* [Problem requirements]
Could you return the data below exactly as it appears?
━━━━━ Provided material ━━━━━
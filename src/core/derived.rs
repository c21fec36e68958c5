//! core/derived.rs — Per-galaxy derived quantities.
//!
//! The field baseline is an explicit parameter everywhere, so recomputing
//! against a different comparison sample is side-effect-free.

use crate::catalog::{Category, GalaxyRecord};
use crate::error::{AnalysisError, Result};
use crate::core::stats::mean;
use serde::Serialize;

/// A galaxy record plus its derived quantities.
#[derive(Clone, Debug, Serialize)]
pub struct DerivedRecord {
    pub record: GalaxyRecord,
    /// M_BH / M_star.
    pub mass_fraction: f64,
    /// Propagated 1-sigma error on the fraction:
    /// f * sqrt((s_bh/m_bh)^2 + (s_star/m_star)^2).
    pub fraction_err: f64,
    /// mass_fraction / field baseline fraction.
    pub overmass_factor: f64,
}

/// Arithmetic mean of M_BH/M_star over the Field records.
///
/// `InvalidInput` if the field subset is empty or any mass is non-positive.
pub fn field_baseline(records: &[GalaxyRecord]) -> Result<f64> {
    let mut fractions = Vec::new();
    for r in records.iter().filter(|r| r.category == Category::Field) {
        r.validate()?;
        fractions.push(r.m_bh / r.m_star);
    }
    if fractions.is_empty() {
        return Err(AnalysisError::InvalidInput(
            "field subset is empty; overmass baseline is undefined".into(),
        ));
    }
    Ok(mean(&fractions))
}

/// Compute derived quantities for every record against the given baseline.
/// Field records go through the same path; their overmass factors average
/// to ~1 when the baseline came from the same sample.
pub fn derive_all(records: &[GalaxyRecord], baseline: f64) -> Result<Vec<DerivedRecord>> {
    if !(baseline > 0.0) || !baseline.is_finite() {
        return Err(AnalysisError::InvalidInput(format!(
            "field baseline fraction must be positive and finite, got {baseline:e}"
        )));
    }
    records
        .iter()
        .map(|r| {
            r.validate()?;
            let fraction = r.m_bh / r.m_star;
            let rel_bh = r.m_bh_err / r.m_bh;
            let rel_star = r.m_star_err / r.m_star;
            Ok(DerivedRecord {
                record: r.clone(),
                mass_fraction: fraction,
                fraction_err: fraction * (rel_bh * rel_bh + rel_star * rel_star).sqrt(),
                overmass_factor: fraction / baseline,
            })
        })
        .collect()
}
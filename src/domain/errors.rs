#[derive(Debug, Clone, PartialEq)]
pub enum DomainError {
    UnknownField(String),
    UnknownColumn(String),
    RowOutOfRange { row: usize },
    RowLimitReached { max_rows: usize },
    MinimumRowsRequired,
}

impl std::fmt::Display for DomainError {
    fn fmt(&self, f: &mut std::fmt::Formatter<'_>) -> std::fmt::Result {
        match self {
            DomainError::UnknownField(key) => {
                write!(f, "Unknown field: {}", key)
            }
            DomainError::UnknownColumn(key) => {
                write!(f, "Unknown table column: {}", key)
            }
            DomainError::RowOutOfRange { row } => {
                write!(f, "Row out of range: {}", row)
            }
            DomainError::RowLimitReached { max_rows } => {
                write!(f, "Tối đa {} dòng cho bảng này", max_rows)
            }
            DomainError::MinimumRowsRequired => {
                write!(f, "Phải có ít nhất 1 dòng trong bảng")
            }
        }
    }
}

impl std::error::Error for DomainError {}

pub type DomainResult<T> = Result<T, DomainError>;
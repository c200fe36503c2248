//! Read-only preview of the collected data, built before submission.
//!
//! The preview is a plain data structure so it can be checked headlessly;
//! the presentation layer only turns it into widgets.

use super::models::Snapshot;
use super::schema::{CONTACT_FIELDS, FieldDef, GENERAL_FIELDS, TableKind};

pub const UNFILLED: &str = "Chưa điền";
pub const NO_DATA: &str = "Chưa có dữ liệu";

/// A labelled scalar line, e.g. `Tên doanh nghiệp: Công ty A`.
#[derive(Debug, Clone, PartialEq)]
pub struct PreviewItem {
    pub label: String,
    pub value: String,
}

/// One block of a preview section.
#[derive(Debug, Clone, PartialEq)]
pub enum PreviewBlock {
    Items(Vec<PreviewItem>),
    Table {
        subtitle: Option<String>,
        headers: Vec<String>,
        rows: Vec<Vec<String>>,
    },
    /// Shown in place of a table with no populated rows.
    Placeholder {
        subtitle: Option<String>,
        text: String,
    },
}

#[derive(Debug, Clone, PartialEq)]
pub struct PreviewSection {
    pub title: String,
    pub blocks: Vec<PreviewBlock>,
}

/// The whole preview: general info, waste table, the three industrial
/// sub-tables, and the hazardous table with the contact fields.
#[derive(Debug, Clone, PartialEq)]
pub struct PreviewDocument {
    pub sections: Vec<PreviewSection>,
}

impl PreviewDocument {
    pub fn build(snapshot: &Snapshot) -> Self {
        let sections = vec![
            PreviewSection {
                title: "THÔNG TIN CHUNG".to_string(),
                blocks: vec![PreviewBlock::Items(items(snapshot, GENERAL_FIELDS))],
            },
            PreviewSection {
                title: "CHẤT THẢI RẮN SINH HOẠT".to_string(),
                blocks: vec![table_block(snapshot, TableKind::Waste, None)],
            },
            PreviewSection {
                title: "CHẤT THẢI RẮN CÔNG NGHIỆP".to_string(),
                blocks: TableKind::INDUSTRIAL
                    .iter()
                    .map(|&kind| {
                        let subtitle = Some(kind.schema().title.to_string());
                        table_block(snapshot, kind, subtitle)
                    })
                    .collect(),
            },
            PreviewSection {
                title: "CHẤT THẢI NGUY HẠI".to_string(),
                blocks: vec![
                    table_block(snapshot, TableKind::Hazardous, None),
                    PreviewBlock::Items(items(snapshot, CONTACT_FIELDS)),
                ],
            },
        ];
        Self { sections }
    }
}

fn items(snapshot: &Snapshot, fields: &[FieldDef]) -> Vec<PreviewItem> {
    fields
        .iter()
        .map(|def| {
            let value = match snapshot.scalar_text(def.key) {
                Some(text) => match def.unit {
                    Some(unit) => format!("{}{}", text, unit),
                    None => text.to_string(),
                },
                None => UNFILLED.to_string(),
            };
            PreviewItem {
                label: def.label.to_string(),
                value,
            }
        })
        .collect()
}

fn table_block(snapshot: &Snapshot, kind: TableKind, subtitle: Option<String>) -> PreviewBlock {
    let schema = kind.schema();
    let rows = snapshot.rows(kind);
    if rows.is_empty() {
        return PreviewBlock::Placeholder {
            subtitle,
            text: NO_DATA.to_string(),
        };
    }

    let headers = schema.columns.iter().map(|c| c.label.to_string()).collect();
    let body = rows
        .iter()
        .map(|row| {
            schema
                .columns
                .iter()
                .map(|column| {
                    row.get(column.key)
                        .and_then(|value| value.as_str())
                        .unwrap_or("")
                        .to_string()
                })
                .collect()
        })
        .collect();

    PreviewBlock::Table {
        subtitle,
        headers,
        rows: body,
    }
}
━━━━━
* [Answer to the problem]
filename src/core/derived.rs
repository c21fec36e68958c5
//! core/derived.rs — Per-galaxy derived quantities.
//!
//! The field baseline is an explicit parameter everywhere, so recomputing
//! against a different comparison sample is side-effect-free.

use crate::catalog::{Category, GalaxyRecord};
use crate::error::{AnalysisError, Result};
use crate::core::stats::mean;
use serde::Serialize;

/// A galaxy record plus its derived quantities.
#[derive(Clone, Debug, Serialize)]
pub struct DerivedRecord {
    pub record: GalaxyRecord,
    /// M_BH / M_star.
    pub mass_fraction: f64,
    /// Propagated 1-sigma error on the fraction:
    /// f * sqrt((s_bh/m_bh)^2 + (s_star/m_star)^2).
    pub fraction_err: f64,
    /// mass_fraction / field baseline fraction.
    pub overmass_factor: f64,
}

/// Arithmetic mean of M_BH/M_star over the Field records.
///
/// `InvalidInput` if the field subset is empty or any mass is non-positive.
pub fn field_baseline(records: &[GalaxyRecord]) -> Result<f64> {
    let mut fractions = Vec::new();
    for r in records.iter().filter(|r| r.category == Category::Field) {
        r.validate()?;
        fractions.push(r.m_bh / r.m_star);
    }
    if fractions.is_empty() {
        return Err(AnalysisError::InvalidInput(
            "field subset is empty; overmass baseline is undefined".into(),
        ));
    }
    Ok(mean(&fractions))
}

/// Compute derived quantities for every record against the given baseline.
/// Field records go through the same path; their overmass factors average
/// to ~1 when the baseline came from the same sample.
pub fn derive_all(records: &[GalaxyRecord], baseline: f64) -> Result<Vec<DerivedRecord>> {
    if !(baseline > 0.0) || !baseline.is_finite() {
        return Err(AnalysisError::InvalidInput(format!(
            "field baseline fraction must be positive and finite, got {baseline:e}"
        )));
    }
    records
        .iter()
        .map(|r| {
            r.validate()?;
            let fraction = r.m_bh / r.m_star;
            let rel_bh = r.m_bh_err / r.m_bh;
            let rel_star = r.m_star_err / r.m_star;
            Ok(DerivedRecord {
                record: r.clone(),
                mass_fraction: fraction,
                fraction_err: fraction * (rel_bh * rel_bh + rel_star * rel_star).sqrt(),
                overmass_factor: fraction / baseline,
            })
        })
        .collect()
}
filename src/domain/errors.rs
#[derive(Debug, Clone, PartialEq)]
pub enum DomainError {
    UnknownField(String),
    UnknownColumn(String),
    RowOutOfRange { row: usize },
    RowLimitReached { max_rows: usize },
    MinimumRowsRequired,
}

impl std::fmt::Display for DomainError {
    fn fmt(&self, f: &mut std::fmt::Formatter<'_>) -> std::fmt::Result {
        match self {
            DomainError::UnknownField(key) => {
                write!(f, "Unknown field: {}", key)
            }
            DomainError::UnknownColumn(key) => {
                write!(f, "Unknown table column: {}", key)
            }
            DomainError::RowOutOfRange { row } => {
                write!(f, "Row out of range: {}", row)
            }
            DomainError::RowLimitReached { max_rows } => {
                write!(f, "Tối đa {} dòng cho bảng này", max_rows)
            }
            DomainError::MinimumRowsRequired => {
                write!(f, "Phải có ít nhất 1 dòng trong bảng")
            }
        }
    }
}

impl std::error::Error for DomainError {}

pub type DomainResult<T> = Result<T, DomainError>;
repository c200fe36503c2248
//! Read-only preview of the collected data, built before submission.
//!
//! The preview is a plain data structure so it can be checked headlessly;
//! the presentation layer only turns it into widgets.

use super::models::Snapshot;
use super::schema::{CONTACT_FIELDS, FieldDef, GENERAL_FIELDS, TableKind};

pub const UNFILLED: &str = "Chưa điền";
pub const NO_DATA: &str = "Chưa có dữ liệu";

/// A labelled scalar line, e.g. `Tên doanh nghiệp: Công ty A`.
#[derive(Debug, Clone, PartialEq)]
pub struct PreviewItem {
    pub label: String,
    pub value: String,
}

/// One block of a preview section.
#[derive(Debug, Clone, PartialEq)]
pub enum PreviewBlock {
    Items(Vec<PreviewItem>),
    Table {
        subtitle: Option<String>,
        headers: Vec<String>,
        rows: Vec<Vec<String>>,
    },
    /// Shown in place of a table with no populated rows.
    Placeholder {
        subtitle: Option<String>,
        text: String,
    },
}

#[derive(Debug, Clone, PartialEq)]
pub struct PreviewSection {
    pub title: String,
    pub blocks: Vec<PreviewBlock>,
}

/// The whole preview: general info, waste table, the three industrial
/// sub-tables, and the hazardous table with the contact fields.
#[derive(Debug, Clone, PartialEq)]
pub struct PreviewDocument {
    pub sections: Vec<PreviewSection>,
}

impl PreviewDocument {
    pub fn build(snapshot: &Snapshot) -> Self {
        let sections = vec![
            PreviewSection {
                title: "THÔNG TIN CHUNG".to_string(),
                blocks: vec![PreviewBlock::Items(items(snapshot, GENERAL_FIELDS))],
            },
            PreviewSection {
                title: "CHẤT THẢI RẮN SINH HOẠT".to_string(),
                blocks: vec![table_block(snapshot, TableKind::Waste, None)],
            },
            PreviewSection {
                title: "CHẤT THẢI RẮN CÔNG NGHIỆP".to_string(),
                blocks: TableKind::INDUSTRIAL
                    .iter()
                    .map(|&kind| {
                        let subtitle = Some(kind.schema().title.to_string());
                        table_block(snapshot, kind, subtitle)
                    })
                    .collect(),
            },
            PreviewSection {
                title: "CHẤT THẢI NGUY HẠI".to_string(),
                blocks: vec![
                    table_block(snapshot, TableKind::Hazardous, None),
                    PreviewBlock::Items(items(snapshot, CONTACT_FIELDS)),
                ],
            },
        ];
        Self { sections }
    }
}

fn items(snapshot: &Snapshot, fields: &[FieldDef]) -> Vec<PreviewItem> {
    fields
        .iter()
        .map(|def| {
            let value = match snapshot.scalar_text(def.key) {
                Some(text) => match def.unit {
                    Some(unit) => format!("{}{}", text, unit),
                    None => text.to_string(),
                },
                None => UNFILLED.to_string(),
            };
            PreviewItem {
                label: def.label.to_string(),
                value,
            }
        })
        .collect()
}

fn table_block(snapshot: &Snapshot, kind: TableKind, subtitle: Option<String>) -> PreviewBlock {
    let schema = kind.schema();
    let rows = snapshot.rows(kind);
    if rows.is_empty() {
        return PreviewBlock::Placeholder {
            subtitle,
            text: NO_DATA.to_string(),
        };
    }

    let headers = schema.columns.iter().map(|c| c.label.to_string()).collect();
    let body = rows
        .iter()
        .map(|row| {
            schema
                .columns
                .iter()
                .map(|column| {
                    row.get(column.key)
                        .and_then(|value| value.as_str())
                        .unwrap_or("")
                        .to_string()
                })
                .collect()
        })
        .collect();

    PreviewBlock::Table {
        subtitle,
        headers,
        rows: body,
    }
}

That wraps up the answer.